Pamela Harris, Women (Lesbian mothers are everywhere) 1984, screenprint, ink on paper, edition 5/10, 48 x 60.9 cm (image), 57.4 x 76.4 cm (sheet), Gift of the Australian Experimental Art Foundation, Collection of Flinders University Museum of Art

Robert Boynes, Morals of money 1974, screenprint, ink on paper, edition 2/10, 56.4 x 50.3 cm (image), 76.7 x 64.2 cm (sheet). Gift of Daniel Brine, Collection of Flinders University Museum of Art

Ann Newmarch, We must risk unlearning, 1975, screenprint, ink on paper, edition 28/40, 71.2 x 55.5 cm (image), 81.4 x 66.0 cm (sheet). Collection of Flinders University Museum of Art

Installation view: If you don’t fight … you lose: Politics, Posters and PAM, 2024. Flinders University Museum of Art, Adelaide, photo: courtesy FUMA

All images © and courtesy of the artist/gallery

Q: What were some of the foundation ideas for this exhibition project?

A:  Firstly, while writing a chapter on Adelaide art groups in the 1970s for The Adelaide Art Scene, Becoming Contemporary, 1939-2000, (ed. Margot Osborne) 2023, we discovered that little was known about Adelaide’s Progressive Art Movement (PAM) (1974-78) and its development of political posters. This was in contrast to the situation of poster groups elsewhere, such as Earthworks Poster Collective based in the Tin Sheds (Sydney University) whose history has been well-documented.

Secondly, the galvanising moment for us was in discovering that as well as producing posters, PAM was also politically active on other fronts, such as campaigning against ‘American Imperialism’ by staging demonstrations at the Art Gallery of South Australia (AGSA) and taking their poster-making skills onto the factory floor.

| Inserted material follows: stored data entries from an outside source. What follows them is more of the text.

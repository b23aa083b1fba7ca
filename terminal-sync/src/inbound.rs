//! Bounded inbound queue with delta coalescing
//!
//! Decoded frames wait here between the socket reader and the engine task.
//! Once the queue reaches its watermark, a delta is folded into its topic's
//! most recent queued delta when the two are contiguous, so a burst on a hot
//! topic costs one slot instead of many. Snapshots and acknowledgments are
//! never folded. A full queue refuses the frame and the reader waits for
//! the engine to drain, which stops it reading the socket.

use std::collections::VecDeque;
use std::sync::Arc;

use parking_lot::Mutex;
use terminal_core::InboundMessage;
use tokio::sync::Notify;
use tracing::debug;

/// A decoded frame tagged with the connection it arrived on
#[derive(Debug, Clone, PartialEq)]
pub struct InboundFrame {
    pub epoch: u64,
    pub message: InboundMessage,
}

/// Outcome of offering a frame to the queue
#[derive(Debug, Clone, PartialEq)]
pub enum Enqueued {
    Queued,
    /// Merged into an already queued delta
    Coalesced,
    /// No room; the frame is handed back
    Full(InboundFrame),
}

/// Bounded FIFO of inbound frames
#[derive(Debug)]
pub struct InboundQueue {
    frames: VecDeque<InboundFrame>,
    capacity: usize,
    watermark: usize,
    coalesced: u64,
}

impl InboundQueue {
    pub fn new(capacity: usize, watermark: usize) -> Self {
        let capacity = capacity.max(1);
        Self {
            frames: VecDeque::with_capacity(capacity.min(1024)),
            capacity,
            watermark: watermark.min(capacity),
            coalesced: 0,
        }
    }

    pub fn push(&mut self, frame: InboundFrame) -> Enqueued {
        let frame = if self.frames.len() >= self.watermark {
            match self.try_coalesce(frame) {
                None => return Enqueued::Coalesced,
                Some(frame) => frame,
            }
        } else {
            frame
        };

        if self.frames.len() >= self.capacity {
            return Enqueued::Full(frame);
        }
        self.frames.push_back(frame);
        Enqueued::Queued
    }

    /// Fold `frame` into the topic's latest queued delta.
    ///
    /// Hands the frame back when it cannot be merged.
    fn try_coalesce(&mut self, frame: InboundFrame) -> Option<InboundFrame> {
        let InboundMessage::Delta {
            topic,
            first_seq,
            seq,
            fields,
            timestamp,
        } = &frame.message
        else {
            return Some(frame);
        };

        let latest = self
            .frames
            .iter_mut()
            .rev()
            .find(|queued| queued.epoch == frame.epoch && queued.message.topic() == Some(topic));

        match latest {
            Some(InboundFrame {
                message:
                    InboundMessage::Delta {
                        seq: queued_seq,
                        fields: queued_fields,
                        timestamp: queued_timestamp,
                        ..
                    },
                ..
            }) if *first_seq == *queued_seq + 1 => {
                queued_fields.extend(fields.iter().map(|(k, v)| (k.clone(), v.clone())));
                *queued_seq = *seq;
                *queued_timestamp = *timestamp;
                self.coalesced += 1;
                None
            }
            _ => Some(frame),
        }
    }

    /// Take up to `max` frames in arrival order
    pub fn drain(&mut self, max: usize) -> Vec<InboundFrame> {
        let n = max.min(self.frames.len());
        self.frames.drain(..n).collect()
    }

    pub fn len(&self) -> usize {
        self.frames.len()
    }

    pub fn is_empty(&self) -> bool {
        self.frames.is_empty()
    }

    pub fn is_full(&self) -> bool {
        self.frames.len() >= self.capacity
    }

    /// Deltas folded away since creation
    pub fn coalesced(&self) -> u64 {
        self.coalesced
    }
}

/// Queue shared between the socket reader and the engine task
#[derive(Debug, Clone)]
pub struct InboundChannel {
    inner: Arc<ChannelInner>,
}

#[derive(Debug)]
struct ChannelInner {
    queue: Mutex<InboundQueue>,
    /// Signalled when frames become available
    readable: Notify,
    /// Signalled when the engine drained frames
    writable: Notify,
}

impl InboundChannel {
    pub fn new(capacity: usize, watermark: usize) -> Self {
        Self {
            inner: Arc::new(ChannelInner {
                queue: Mutex::new(InboundQueue::new(capacity, watermark)),
                readable: Notify::new(),
                writable: Notify::new(),
            }),
        }
    }

    /// Enqueue a frame, waiting for room while the queue is full
    pub async fn push(&self, mut frame: InboundFrame) {
        loop {
            // Register interest before checking so a drain in between is not missed
            let writable = self.inner.writable.notified();
            let outcome = self.inner.queue.lock().push(frame);
            match outcome {
                Enqueued::Queued | Enqueued::Coalesced => {
                    self.inner.readable.notify_one();
                    return;
                }
                Enqueued::Full(rejected) => {
                    debug!("[Sync Inbound] Queue full, pausing reader");
                    frame = rejected;
                    self.inner.readable.notify_one();
                    writable.await;
                }
            }
        }
    }

    /// Wait until at least one frame is queued
    pub async fn readable(&self) {
        loop {
            let readable = self.inner.readable.notified();
            if !self.inner.queue.lock().is_empty() {
                return;
            }
            readable.await;
        }
    }

    /// Take up to `max` frames and wake a blocked reader
    pub fn drain(&self, max: usize) -> Vec<InboundFrame> {
        let frames = self.inner.queue.lock().drain(max);
        if !frames.is_empty() {
            self.inner.writable.notify_waiters();
        }
        frames
    }

    pub fn len(&self) -> usize {
        self.inner.queue.lock().len()
    }

    pub fn is_empty(&self) -> bool {
        self.inner.queue.lock().is_empty()
    }

    pub fn coalesced(&self) -> u64 {
        self.inner.queue.lock().coalesced()
    }
}

#[cfg(test)]
mod tests {
    use super::*;
    use chrono::Utc;
    use rust_decimal_macros::dec;
    use std::time::Duration;
    use terminal_core::{FieldMap, FieldValue, TopicKey};

    fn topic(s: &str) -> TopicKey {
        s.parse().unwrap()
    }

    fn delta(topic_key: &str, seq: u64, field: &str, value: FieldValue) -> InboundFrame {
        let mut fields = FieldMap::new();
        fields.insert(field.to_string(), value);
        InboundFrame {
            epoch: 1,
            message: InboundMessage::Delta {
                topic: topic(topic_key),
                first_seq: seq,
                seq,
                fields,
                timestamp: Utc::now(),
            },
        }
    }

    fn snapshot(topic_key: &str, seq: u64) -> InboundFrame {
        InboundFrame {
            epoch: 1,
            message: InboundMessage::Snapshot {
                topic: topic(topic_key),
                seq,
                fields: FieldMap::new(),
                timestamp: Utc::now(),
            },
        }
    }

    #[test]
    fn test_no_coalescing_below_watermark() {
        let mut queue = InboundQueue::new(10, 5);
        queue.push(delta("instrument:EURUSD", 1, "bid", dec!(1.1).into()));
        queue.push(delta("instrument:EURUSD", 2, "bid", dec!(1.2).into()));
        assert_eq!(queue.len(), 2);
        assert_eq!(queue.coalesced(), 0);
    }

    #[test]
    fn test_contiguous_deltas_merge_at_watermark() {
        let mut queue = InboundQueue::new(10, 1);
        queue.push(delta("instrument:EURUSD", 11, "bid", dec!(1.1).into()));
        assert_eq!(
            queue.push(delta("instrument:EURUSD", 12, "ask", dec!(1.3).into())),
            Enqueued::Coalesced
        );
        assert_eq!(
            queue.push(delta("instrument:EURUSD", 13, "bid", dec!(1.2).into())),
            Enqueued::Coalesced
        );

        assert_eq!(queue.len(), 1);
        match queue.drain(1).remove(0).message {
            InboundMessage::Delta { first_seq, seq, fields, .. } => {
                assert_eq!((first_seq, seq), (11, 13));
                assert_eq!(fields["bid"], FieldValue::Number(dec!(1.2)));
                assert_eq!(fields["ask"], FieldValue::Number(dec!(1.3)));
            }
            other => panic!("unexpected message: {:?}", other),
        }
    }

    #[test]
    fn test_gapped_delta_is_not_merged() {
        let mut queue = InboundQueue::new(10, 1);
        queue.push(delta("instrument:EURUSD", 11, "bid", dec!(1.1).into()));
        assert_eq!(
            queue.push(delta("instrument:EURUSD", 13, "bid", dec!(1.2).into())),
            Enqueued::Queued
        );
        assert_eq!(queue.len(), 2);
    }

    #[test]
    fn test_snapshot_is_never_merged() {
        let mut queue = InboundQueue::new(10, 1);
        queue.push(snapshot("instrument:EURUSD", 10));
        queue.push(delta("instrument:EURUSD", 11, "bid", dec!(1.1).into()));
        queue.push(snapshot("instrument:EURUSD", 20));
        assert_eq!(queue.len(), 3);

        // The latest message for the topic is a snapshot, so nothing folds
        queue.push(delta("instrument:EURUSD", 21, "bid", dec!(1.2).into()));
        assert_eq!(queue.len(), 4);
    }

    #[test]
    fn test_other_topics_keep_their_slot() {
        let mut queue = InboundQueue::new(10, 1);
        queue.push(delta("instrument:EURUSD", 1, "bid", dec!(1).into()));
        queue.push(delta("instrument:GBPUSD", 1, "bid", dec!(2).into()));
        queue.push(delta("instrument:EURUSD", 2, "bid", dec!(3).into()));

        let frames = queue.drain(10);
        assert_eq!(frames.len(), 2);
        assert_eq!(frames[0].message.topic(), Some(&topic("instrument:EURUSD")));
    }

    #[test]
    fn test_full_queue_hands_frame_back() {
        let mut queue = InboundQueue::new(2, 2);
        queue.push(snapshot("instrument:A", 1));
        queue.push(snapshot("instrument:B", 1));
        assert!(queue.is_full());

        let outcome = queue.push(snapshot("instrument:C", 1));
        assert!(matches!(outcome, Enqueued::Full(_)));

        // Contiguous delta still fits by merging
        let mut queue = InboundQueue::new(1, 1);
        queue.push(delta("instrument:A", 1, "bid", dec!(1).into()));
        assert_eq!(queue.push(delta("instrument:A", 2, "bid", dec!(2).into())), Enqueued::Coalesced);
    }

    #[tokio::test]
    async fn test_reader_waits_while_full() {
        let channel = InboundChannel::new(1, 1);
        channel.push(snapshot("instrument:A", 1)).await;

        let writer = channel.clone();
        let blocked = tokio::spawn(async move {
            writer.push(snapshot("instrument:B", 1)).await;
        });

        tokio::time::sleep(Duration::from_millis(20)).await;
        assert!(!blocked.is_finished());

        channel.readable().await;
        assert_eq!(channel.drain(10).len(), 1);
        blocked.await.unwrap();
        assert_eq!(channel.len(), 1);
    }
}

These initial discoveries opened our eyes to the possibility of a ‘bigger story’ to tell about PAM, and one that was significantly different to the existent chronicles of Australian poster groups.

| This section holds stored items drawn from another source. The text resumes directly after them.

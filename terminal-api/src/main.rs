//! Trading Terminal API Server
//!
//! Runs the sync engine against the streaming feed and serves the
//! normalized store, flash highlights and engine health over HTTP.

mod flash;
mod routes;

use axum::{
    http::{header, Method},
    Router,
};
use std::net::SocketAddr;
use std::sync::Arc;
use terminal_core::TopicKey;
use terminal_sync::{FlashEngine, SyncConfig, SyncEngine, SyncHandle, SystemClock};
use tokio::sync::RwLock;
use tower_http::cors::{Any, CorsLayer};
use tracing::{info, warn};
use tracing_subscriber::{fmt, prelude::*, EnvFilter};

/// Application state shared across handlers
#[derive(Clone)]
pub struct AppState {
    pub sync: SyncHandle,
    pub flash: Arc<RwLock<FlashEngine>>,
    pub clock: Arc<SystemClock>,
}

/// Topics from a comma separated list, skipping entries that do not parse
fn parse_topics(raw: &str) -> Vec<TopicKey> {
    raw.split(',')
        .map(str::trim)
        .filter(|s| !s.is_empty())
        .filter_map(|s| match s.parse() {
            Ok(topic) => Some(topic),
            Err(e) => {
                warn!("Ignoring topic {:?}: {}", s, e);
                None
            }
        })
        .collect()
}

#[tokio::main]
async fn main() -> anyhow::Result<()> {
    // Load environment variables from .env.local file
    if let Err(e) = dotenvy::from_filename(".env.local") {
        // Not an error if the file doesn't exist
        if !matches!(e, dotenvy::Error::Io(_)) {
            eprintln!("Warning: Failed to load .env.local: {}", e);
        }
    }

    // Initialize logging
    tracing_subscriber::registry()
        .with(fmt::layer())
        .with(
            EnvFilter::try_from_default_env()
                .unwrap_or_else(|_| EnvFilter::new("info,terminal_sync=debug,terminal_api=debug")),
        )
        .init();

    info!("Starting Trading Terminal API");

    let config = SyncConfig::from_env()?;
    info!("Streaming from {}", config.stream_url);
    if config.snapshot_url.is_none() {
        info!("No SYNC_SNAPSHOT_URL set - resyncs rely on streamed snapshots only");
    }

    let clock = Arc::new(SystemClock::new());
    let flash = Arc::new(RwLock::new(FlashEngine::new(config.flash_duration)));

    let engine = SyncEngine::start(config)?;
    let sync = engine.handle();

    // Hold one subscription per configured topic for the life of the process
    let topics = parse_topics(&std::env::var("SYNC_TOPICS").unwrap_or_default());
    let mut subscriptions = Vec::with_capacity(topics.len());
    for topic in topics {
        info!("Subscribing to {}", topic);
        subscriptions.push(sync.acquire(topic).await?);
    }

    // Feed instrument changes into the flash board
    flash::spawn_watcher(sync.clone(), flash.clone(), clock.clone()).await?;

    let state = AppState {
        sync: sync.clone(),
        flash,
        clock,
    };

    // Configure CORS for frontend
    let cors = CorsLayer::new()
        .allow_origin(Any)
        .allow_methods([Method::GET, Method::POST, Method::OPTIONS])
        .allow_headers([header::CONTENT_TYPE, header::AUTHORIZATION]);

    // Build router
    let app = Router::new()
        .nest("/api", routes::api_routes())
        .layer(cors)
        .with_state(state);

    // Start server
    let port = std::env::var("SERVER_PORT")
        .ok()
        .and_then(|p| p.parse().ok())
        .unwrap_or(3001);

    let addr = SocketAddr::from(([0, 0, 0, 0], port));
    info!("Server listening on http://{}", addr);

    let listener = tokio::net::TcpListener::bind(addr).await?;
    axum::serve(listener, app)
        .with_graceful_shutdown(async {
            let _ = tokio::signal::ctrl_c().await;
        })
        .await?;

    info!("Shutting down sync engine");
    for subscription in subscriptions {
        let _ = sync.release(subscription).await;
    }
    engine.stop().await;

    Ok(())
}

#[cfg(test)]
mod tests {
    use super::*;

    #[test]
    fn test_parse_topics_skips_invalid_entries() {
        let topics = parse_topics("instrument:EURUSD, bogus ,position:P-1,,");
        assert_eq!(
            topics.iter().map(ToString::to_string).collect::<Vec<_>>(),
            vec!["instrument:EURUSD", "position:P-1"]
        );
    }
}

Q: How did the artwork selection take place?

A: We began our search with FUMA’s impressive Australian poster collection which includes Mandy Martin (a founding member of PAM)’s important donation of posters.  We supplemented the works we selected from FUMA with those from state and regional gallery collections, from private collections and artist archives. Artist studio visits were also important, particularly when it came to discovering new works.

Curatorially, we were alert to the themes that we saw emerging from this ever-growing collection of PAM posters and prints.  These themes, guided by wording from selected posters, became the framework for the exhibition installation.

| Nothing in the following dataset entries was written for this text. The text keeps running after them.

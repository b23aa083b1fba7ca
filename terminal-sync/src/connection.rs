//! Connection manager
//!
//! Owns the lifecycle of the single streaming connection as an explicit
//! state machine. It never touches a socket: every transition records
//! [`ConnectionAction`]s (open, close, send, state change) that the driver
//! executes, and every transport event is tagged with the epoch of the
//! connection it came from so late events from a dead socket are dropped.
//!
//! ```text
//!  Disconnected ──connect──▶ Connecting ──opened──▶ Connected
//!                               ▲   │                  │
//!                    backoff    │   │failed     lost / │heartbeat timeout
//!                    elapsed    │   ▼                  ▼
//!                            Reconnecting ◀────────────┘
//! ```

use std::collections::BTreeMap;
use std::fmt;
use std::time::Duration;

use rand::rngs::StdRng;
use terminal_core::{ClientRequest, ConnectionState, TopicKey, TopicState};
use tracing::{debug, error, info, warn};
use url::Url;

use crate::backoff::BackoffPolicy;
use crate::clock::millis;
use crate::config::SyncConfig;
use crate::error::{SyncError, SyncResult};

/// Credentials presented when opening the stream
#[derive(Clone, Default)]
pub struct Credentials {
    pub api_key: Option<String>,
}

impl fmt::Debug for Credentials {
    fn fmt(&self, f: &mut fmt::Formatter<'_>) -> fmt::Result {
        f.debug_struct("Credentials")
            .field("api_key", &self.api_key.as_ref().map(|_| "<redacted>"))
            .finish()
    }
}

/// Where and how to connect
#[derive(Debug, Clone)]
pub struct Endpoint {
    pub url: Url,
    pub credentials: Credentials,
}

/// Handle to one wire-level topic subscription
#[derive(Debug, Clone, PartialEq, Eq, Hash)]
pub struct TopicHandle {
    id: u64,
    topic: TopicKey,
}

impl TopicHandle {
    pub fn topic(&self) -> &TopicKey {
        &self.topic
    }
}

/// Wire-level state of one topic
#[derive(Debug, Clone, PartialEq)]
pub struct TopicSubscription {
    pub topic: TopicKey,
    pub state: TopicState,
    /// Consecutive failed subscribe attempts
    pub attempts: u32,
    /// When the next subscribe retry is due
    pub retry_at: Option<u64>,
    handle_id: u64,
    /// Failed above the wire while the server still streams it
    desynced: bool,
}

impl TopicSubscription {
    /// True while the server is expected to hold this subscription
    fn held_by_server(&self) -> bool {
        !matches!(self.state, TopicState::Error { .. }) || self.desynced
    }
}

/// Work the driver has to carry out on behalf of the connection manager
#[derive(Debug, Clone)]
pub enum ConnectionAction {
    Open { endpoint: Endpoint, epoch: u64 },
    Close { epoch: u64 },
    Send { epoch: u64, request: ClientRequest },
    StateChanged(ConnectionState),
    TopicActive(TopicKey),
    TopicFailed { topic: TopicKey, reason: String },
}

/// State machine for the streaming connection and its topic table
pub struct ConnectionManager {
    state: ConnectionState,
    epoch: u64,
    attempt: u32,
    endpoint: Option<Endpoint>,
    last_heartbeat_ms: Option<u64>,
    next_probe_at: Option<u64>,
    probe_deadline: Option<u64>,
    reconnect_at: Option<u64>,
    connect_deadline: Option<u64>,
    /// Ordered so batched requests are deterministic
    topics: BTreeMap<TopicKey, TopicSubscription>,
    next_handle_id: u64,
    connect_timeout: Duration,
    heartbeat_interval: Duration,
    heartbeat_timeout: Duration,
    backoff: BackoffPolicy,
    max_subscribe_attempts: u32,
    rng: StdRng,
    actions: Vec<ConnectionAction>,
}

Q: How does the exhibition manifest – what do visitors experience?

A:  One of the first things gallery visitors remarked on was the vibrancy and freshness of the works.  They also commented – less favourably – on how many of the issues addressed by PAM posters remained relevant today!  Many visitors were surprised at such a large body of work produced within a relatively short timespan.

The theme-driven installation was informative while at the same time not circumscribing meaning.

Q: What are some of the key works and what subject matter do they deal with?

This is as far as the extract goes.